# What is a good weight for Working/Sport Dogs?



## jeff gamber (Feb 15, 2010)

Hello All:

Just curious??!! I have seen working/sport dogs of all weights. Is this personal preference or are their advantages to some REAL thin working dogs???

Is there an ideal look/weight??


----------



## Carol Boche (May 13, 2007)

I dunno, I just want to be able to see a rib or two when the dog is not super active and when they are working see more ribs. 

I don't want the dog painfully thin, however, my older Mal is a BITCH to keep looking like she is not a rescue case. I swear she pants and loses weight. 

Good exercise and conditioning is key as well.
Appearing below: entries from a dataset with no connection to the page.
//! Reverse the externally visible writes of a failed attempt
//!
//! The undo ledger is replayed newest first. A failing undo never aborts the
//! replay; it becomes a manual-cleanup line with the command to run.

use crate::publish::{PublishContext, PublisherFactory};
use crate::release::git_ops::GitOperations;
use crate::release::state::{RollbackReport, UndoAction};

fn manual_instruction(action: &UndoAction, remote: &str) -> String {
  match action {
    UndoAction::DeleteLocalTag { tag } => format!("git tag -d {}", tag),
    UndoAction::DeleteRemoteTag { remote, tag } => format!("git push {} :refs/tags/{}", remote, tag),
    UndoAction::DeleteRelease { tag } => format!("gh release delete {} --yes (remote {})", tag, remote),
    UndoAction::Unpublish { kind } => format!("remove the published {} by hand", kind),
  }
}

pub fn rollback(
  ledger: &[UndoAction],
  git: &GitOperations<'_>,
  publishers: &dyn PublisherFactory,
  ctx: &PublishContext<'_>,
) -> RollbackReport {
  let mut report = RollbackReport::default();

  for action in ledger.iter().rev() {
    let result = match action {
      UndoAction::DeleteRelease { tag } => git.delete_release(tag),
      UndoAction::DeleteRemoteTag { tag, .. } => git.delete_remote_tag(tag),
      UndoAction::DeleteLocalTag { tag } => git.delete_local_tag(tag),
      UndoAction::Unpublish { kind } => publishers.publisher(*kind).unpublish(ctx),
    };

    match result {
      Ok(()) => {
        tracing::info!(action = %action, "rolled back");
        report.performed.push(action.to_string());
      }
      Err(e) => {
        tracing::warn!(action = %action, error = %e, "rollback step failed");
        report.manual_cleanup.push(format!(
          "{} failed ({}); run: {}",
          action,
          e,
          manual_instruction(action, git.remote())
        ));
      }
    }
  }

  report
}
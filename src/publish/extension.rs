//! Editor marketplace extensions via `vsce`
//!
//! The `.vsix` is packaged in dry runs too; only the upload is skipped.

use super::{PublishContext, PublishOutcome, Publisher, VerifyOutcome};
use crate::core::config::ArtifactKind;
use crate::core::error::{RailError, RailResult, ReleaseError};
use crate::utils;
use std::path::PathBuf;

#[derive(Debug, Default, Clone, Copy)]
pub struct ExtensionPublisher;

impl ExtensionPublisher {
  fn extension_id<'a>(ctx: &'a PublishContext<'_>) -> RailResult<&'a str> {
    ctx.config.extension_id.as_deref().ok_or_else(|| {
      RailError::with_help(
        format!("Component '{}' publishes an extension but has no id", ctx.config.name),
        "Set extensionId (publisher.name) in the component config",
      )
    })
  }

  fn vsix_path(ctx: &PublishContext<'_>) -> PathBuf {
    ctx
      .staging_dir
      .join(format!("{}-{}.vsix", ctx.config.name, ctx.version))
  }
}

/// Latest version reported by `vsce show --json`
fn shown_version(json: &str) -> Option<String> {
  let value: serde_json::Value = serde_json::from_str(json).ok()?;
  value
    .get("versions")?
    .as_array()?
    .first()?
    .get("version")?
    .as_str()
    .map(String::from)
}

impl Publisher for ExtensionPublisher {
  fn kind(&self) -> ArtifactKind {
    ArtifactKind::Extension
  }

  fn build(&self, ctx: &PublishContext<'_>) -> RailResult<String> {
    let vsix = utils::path_to_git_format(&Self::vsix_path(ctx));
    let spec = ctx.command("vsce", &["package", "--no-git-tag-version", "--out", &vsix]);
    std::fs::create_dir_all(ctx.staging_dir)?;
    Ok(ctx.run_build_step("extension", &spec)?.combined())
  }

  fn publish(&self, ctx: &PublishContext<'_>) -> RailResult<PublishOutcome> {
    let id = Self::extension_id(ctx)?;
    let vsix = utils::path_to_git_format(&Self::vsix_path(ctx));
    let spec = ctx.command("vsce", &["publish", "--packagePath", &vsix]);
    if ctx.dry_run {
      tracing::info!(command = %spec.display(), "dry run: would publish extension");
      return Ok(PublishOutcome::simulated(format!("would run `{}`", spec.display())));
    }

    let output = ctx.run_publish_step(self.kind(), &spec)?;
    tracing::info!(extension = id, version = %ctx.version, "extension published");
    Ok(PublishOutcome {
      published: true,
      url: Some(format!("https://marketplace.visualstudio.com/items?itemName={}", id)),
      checksum: None,
      binaries: Vec::new(),
      output: output.combined(),
    })
  }

  fn verify(&self, ctx: &PublishContext<'_>) -> RailResult<VerifyOutcome> {
    let id = Self::extension_id(ctx)?;
    let target = format!("extension {}@{}", id, ctx.version);
    let output = ctx.runner.run(&ctx.probe("vsce", &["show", id, "--json"]))?;
    let expected = ctx.version.to_string();

    match shown_version(&output.stdout) {
      Some(found) if output.success() && found == expected => Ok(VerifyOutcome::ok(target, "listed on marketplace")),
      Some(found) => Ok(VerifyOutcome::failed(
        target,
        format!("marketplace still lists {}; listings can lag a few minutes", found),
      )),
      None => Ok(VerifyOutcome::failed(
        target,
        format!("could not read marketplace listing; try `vsce show {}`", id),
      )),
    }
  }

  /// `vsce unpublish` removes every version, so this stays manual
  fn unpublish(&self, ctx: &PublishContext<'_>) -> RailResult<()> {
    let id = Self::extension_id(ctx)?;
    Err(
      ReleaseError::Publish {
        artifact: self.kind().to_string(),
        message: format!("remove {} {} from the marketplace manually", id, ctx.version),
      }
      .into(),
    )
  }
}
My dogs are just coming out of a long, really cold winter so they need to lose a few pounds as I put wieght on them since they are outside kennel dogs.....

Time to break out the four wheeler and set up the tires and what not.....it will take a couple of weeks or so to get them back into great shape.....


----------



## Chris Michalek (Feb 13, 2008)

Carol is 100% wrong. I think all dogs should weigh 144.762lbs as its been scientifically proven at that weight the dog will have the most impact on the decoy if it can get there.


----------



## Carol Boche (May 13, 2007)

Chris Michalek said:


> Carol is 100% wrong. I think all dogs should weigh 144.762lbs as its been scientifically proven at that weight the dog will have the most impact on the decoy if it can get there.
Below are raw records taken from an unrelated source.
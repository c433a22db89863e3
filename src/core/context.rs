//! Per-invocation context - build once, pass everywhere
//!
//! ```text
//! main.rs:
//!   ReleaseContext::build() -> &ReleaseContext
//!   |
//!   v
//! commands/release.rs, sync.rs, etc:
//!   fn run_*(ctx: &ReleaseContext, ...)
//! ```

use crate::core::config::{ComponentConfig, ConfigLoader, Environment, TimeoutSection, WorkspaceSettings};
use crate::core::error::RailResult;
use crate::core::exec::{CommandRunner, SystemRunner};
use crate::core::vcs::{GhHost, SourceControl, SystemGit};
use std::path::{Path, PathBuf};
use std::sync::Arc;

/// Shared state for one shiprail invocation
#[derive(Clone)]
pub struct ReleaseContext {
  /// Repository root (absolute path)
  pub root: PathBuf,

  /// Workspace settings (shiprail.toml or defaults)
  pub settings: Arc<WorkspaceSettings>,

  /// Environment snapshot taken at startup
  pub env: Arc<Environment>,

  /// Runs every external command
  pub runner: Arc<dyn CommandRunner>,
}

impl ReleaseContext {
  /// Resolve the repository root from `start` and load settings
  pub fn build(start: &Path, env: Environment) -> RailResult<Self> {
    let runner: Arc<dyn CommandRunner> = Arc::new(SystemRunner);
    let probe = SystemGit::open(Arc::clone(&runner), start, TimeoutSection::default().git())?;
    let root = probe.work_tree().to_path_buf();
    let settings = WorkspaceSettings::load(&root)?;

    tracing::debug!(root = %root.display(), "workspace context ready");

    Ok(Self {
      root,
      settings: Arc::new(settings),
      env: Arc::new(env),
      runner,
    })
  }

  pub fn config_loader(&self) -> ConfigLoader<'_> {
    ConfigLoader::new(&self.root, &self.settings, &self.env)
  }

  /// Load and validate one component's configuration
  pub fn load_component(&self, name: &str) -> RailResult<ComponentConfig> {
    self.config_loader().load(name)
  }

  pub fn git(&self) -> SystemGit {
    SystemGit::new(Arc::clone(&self.runner), self.root.clone(), self.settings.timeouts.git())
  }

  /// Release host client, scoped to the component's repository when configured
  pub fn host(&self, config: &ComponentConfig) -> GhHost {
    GhHost::new(
      Arc::clone(&self.runner),
      self.root.clone(),
      config.repository.as_ref().map(|r| r.slug()),
      self.settings.timeouts.git(),
    )
  }

  pub fn manifest_path(&self) -> PathBuf {
    self.root.join(&self.settings.workspace.manifest)
  }
}
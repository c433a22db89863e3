//! Recording publishers for pipeline tests

use super::{PublishContext, PublishOutcome, Publisher, PublisherFactory, VerifyOutcome};
use crate::core::config::ArtifactKind;
use crate::core::error::{RailResult, ReleaseError};
use std::collections::{BTreeMap, BTreeSet};
use std::sync::{Arc, Mutex};

#[derive(Default)]
struct Script {
  fail_build: BTreeSet<ArtifactKind>,
  fail_publish: BTreeSet<ArtifactKind>,
  fail_verify: BTreeSet<ArtifactKind>,
  fail_unpublish: BTreeSet<ArtifactKind>,
  calls: Vec<String>,
}

/// One shared script for every kind, so tests can assert call order across publishers
#[derive(Clone, Default)]
pub struct FakePublishers {
  script: Arc<Mutex<Script>>,
  publishers: Arc<Mutex<BTreeMap<ArtifactKind, Arc<FakePublisher>>>>,
}

impl FakePublishers {
  pub fn new() -> Self {
    Self::default()
  }

  pub fn fail_build(&self, kind: ArtifactKind) {
    self.script.lock().unwrap().fail_build.insert(kind);
  }

  pub fn fail_publish(&self, kind: ArtifactKind) {
    self.script.lock().unwrap().fail_publish.insert(kind);
  }

  pub fn fail_verify(&self, kind: ArtifactKind) {
    self.script.lock().unwrap().fail_verify.insert(kind);
  }

  pub fn fail_unpublish(&self, kind: ArtifactKind) {
    self.script.lock().unwrap().fail_unpublish.insert(kind);
  }

  /// `"<op> <kind>"` entries, dry-run publishes recorded as `"simulate <kind>"`
  pub fn calls(&self) -> Vec<String> {
    self.script.lock().unwrap().calls.clone()
  }
}

impl PublisherFactory for FakePublishers {
  fn publisher(&self, kind: ArtifactKind) -> Arc<dyn Publisher> {
    let mut publishers = self.publishers.lock().unwrap();
    publishers
      .entry(kind)
      .or_insert_with(|| {
        Arc::new(FakePublisher {
          kind,
          script: Arc::clone(&self.script),
        })
      })
      .clone()
  }
}

pub struct FakePublisher {
  kind: ArtifactKind,
  script: Arc<Mutex<Script>>,
}

impl FakePublisher {
  fn record(&self, op: &str) {
    self.script.lock().unwrap().calls.push(format!("{} {}", op, self.kind));
  }

  fn fails(&self, pick: impl Fn(&Script) -> &BTreeSet<ArtifactKind>) -> bool {
    pick(&self.script.lock().unwrap()).contains(&self.kind)
  }
}

impl Publisher for FakePublisher {
  fn kind(&self) -> ArtifactKind {
    self.kind
  }

  fn build(&self, _ctx: &PublishContext<'_>) -> RailResult<String> {
    self.record("build");
    if self.fails(|s| &s.fail_build) {
      return Err(
        ReleaseError::Build {
          target: self.kind.to_string(),
          output: "scripted build failure".to_string(),
        }
        .into(),
      );
    }
    Ok(String::new())
  }

  fn publish(&self, ctx: &PublishContext<'_>) -> RailResult<PublishOutcome> {
    if ctx.dry_run {
      self.record("simulate");
      return Ok(PublishOutcome::simulated("simulated"));
    }
    self.record("publish");
    if self.fails(|s| &s.fail_publish) {
      return Err(
        ReleaseError::Publish {
          artifact: self.kind.to_string(),
          message: "registry rejected the upload".to_string(),
        }
        .into(),
      );
    }
    Ok(PublishOutcome {
      published: self.kind != ArtifactKind::Binaries,
      url: Some(format!("https://registry.test/{}/{}", ctx.config.name, ctx.version)),
      ..Default::default()
    })
  }

  fn verify(&self, ctx: &PublishContext<'_>) -> RailResult<VerifyOutcome> {
    self.record("verify");
    let target = format!("{} {}@{}", self.kind, ctx.config.name, ctx.version);
    if self.fails(|s| &s.fail_verify) {
      Ok(VerifyOutcome::failed(target, "not visible yet"))
    } else {
      Ok(VerifyOutcome::ok(target, "visible"))
    }
  }

  fn unpublish(&self, _ctx: &PublishContext<'_>) -> RailResult<()> {
    self.record("unpublish");
    if self.fails(|s| &s.fail_unpublish) {
      return Err(
        ReleaseError::Publish {
          artifact: self.kind.to_string(),
          message: "unpublish refused".to_string(),
        }
        .into(),
      );
    }
    Ok(())
  }
}
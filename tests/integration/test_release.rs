//! Integration tests for `shiprail release`

use crate::helpers::{TestWorkspace, run_shiprail, shiprail, stdout};
use anyhow::Result;

#[test]
fn test_dry_run_changes_nothing() -> Result<()> {
  let ws = TestWorkspace::new()?;
  ws.add_component("screenshot", "1.2.3")?;
  ws.commit("feat: add screenshot component")?;

  let output = run_shiprail(&ws.path, &["release", "screenshot", "--dry-run", "--json"])?;
  let report: serde_json::Value = serde_json::from_str(&stdout(&output))?;
  let release = &report["reports"][0];

  assert_eq!(release["component"], "screenshot");
  assert_eq!(release["previousVersion"], "1.2.3");
  assert_eq!(release["version"], "1.2.4");
  assert_eq!(release["dryRun"], true);
  assert_eq!(release["artifacts"]["kinds"]["package"]["published"], false);

  let steps: Vec<&str> = release["steps"]
    .as_array()
    .unwrap()
    .iter()
    .map(|s| s["step"].as_str().unwrap())
    .collect();
  assert_eq!(steps[0], "preflight");
  assert_eq!(*steps.last().unwrap(), "manifestWrite");

  assert!(ws.read_file("packages/screenshot/package.json")?.contains("\"1.2.3\""));
  assert!(ws.read_file("packages/screenshot/src/version.ts")?.contains("\"1.2.3\""));
  assert!(ws.tags()?.is_empty());
  assert!(!ws.file_exists(".shiprail/releases.json"));
  Ok(())
}

#[test]
fn test_exact_version_and_text_report() -> Result<()> {
  let ws = TestWorkspace::new()?;
  ws.add_component("screenshot", "1.2.3")?;
  ws.commit("feat: add screenshot component")?;

  let output = run_shiprail(&ws.path, &["release", "screenshot", "--version", "2.0.0", "--dry-run"])?;
  let text = stdout(&output);

  assert!(text.contains("📦 screenshot 1.2.3 → 2.0.0 (dry run)"), "{}", text);
  assert!(text.contains("publish:container"));
  assert!(text.contains("Status: released"));
  Ok(())
}

#[test]
fn test_dirty_tree_fails_preflight() -> Result<()> {
  let ws = TestWorkspace::new()?;
  ws.add_component("screenshot", "1.2.3")?;
  ws.commit("feat: add screenshot component")?;
  ws.write_file("packages/screenshot/src/index.ts", "export {};\n")?;

  let output = shiprail(&ws.path, &["release", "screenshot", "--dry-run"])?;
  assert_eq!(output.status.code(), Some(3));

  let text = stdout(&output);
  assert!(text.contains("clean-tree"), "{}", text);
  assert!(text.contains("Commit or stash"));
  assert!(ws.read_file("packages/screenshot/package.json")?.contains("\"1.2.3\""));
  Ok(())
}

#[test]
fn test_unknown_component_stops_batch() -> Result<()> {
  let ws = TestWorkspace::new()?;
  ws.add_component("screenshot", "1.2.3")?;
  ws.commit("feat: add screenshot component")?;

  let output = shiprail(&ws.path, &["release", "nope", "screenshot", "--dry-run"])?;
  assert_eq!(output.status.code(), Some(1));

  let text = stdout(&output);
  assert!(text.contains("❌ nope failed"), "{}", text);
  assert!(text.contains("Not started: screenshot"));
  Ok(())
}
Oh crap.....I forgot....LOL
(actually I thought it was 144.267....but I may be wrong.


----------



## Chris Michalek (Feb 13, 2008)

Carol Boche said:


> Oh crap.....I forgot....LOL
> (actually I thought it was 144.267....but I may be wrong.


well you're a SAR handler and thusly don't have real working dogs so I don't expect you to know this hardcore stuff like me. I'll have to post vids of my dog, at the correct weight, he's unable to catch frisbees because they literally explode when he touches them because he hits them so hard. I'm afraid to even trial these dogs because they might kill the helper. I just don't think I could live with myself after that.


----------



## Carol Boche (May 13, 2007)

Chris Michalek said:


> well you're a SAR handler and thusly don't have real working dogs so I don't expect you to know this hardcore stuff like me. I'll have to post vids of my dog, at the correct weight he's unable to catch frisbees because they literally explode when he touches them because he hits them so hard.


Kind of like skeet shooting eh??? 

I am really looking forward to seeing your 144 pound Mal....THAT is impressive. 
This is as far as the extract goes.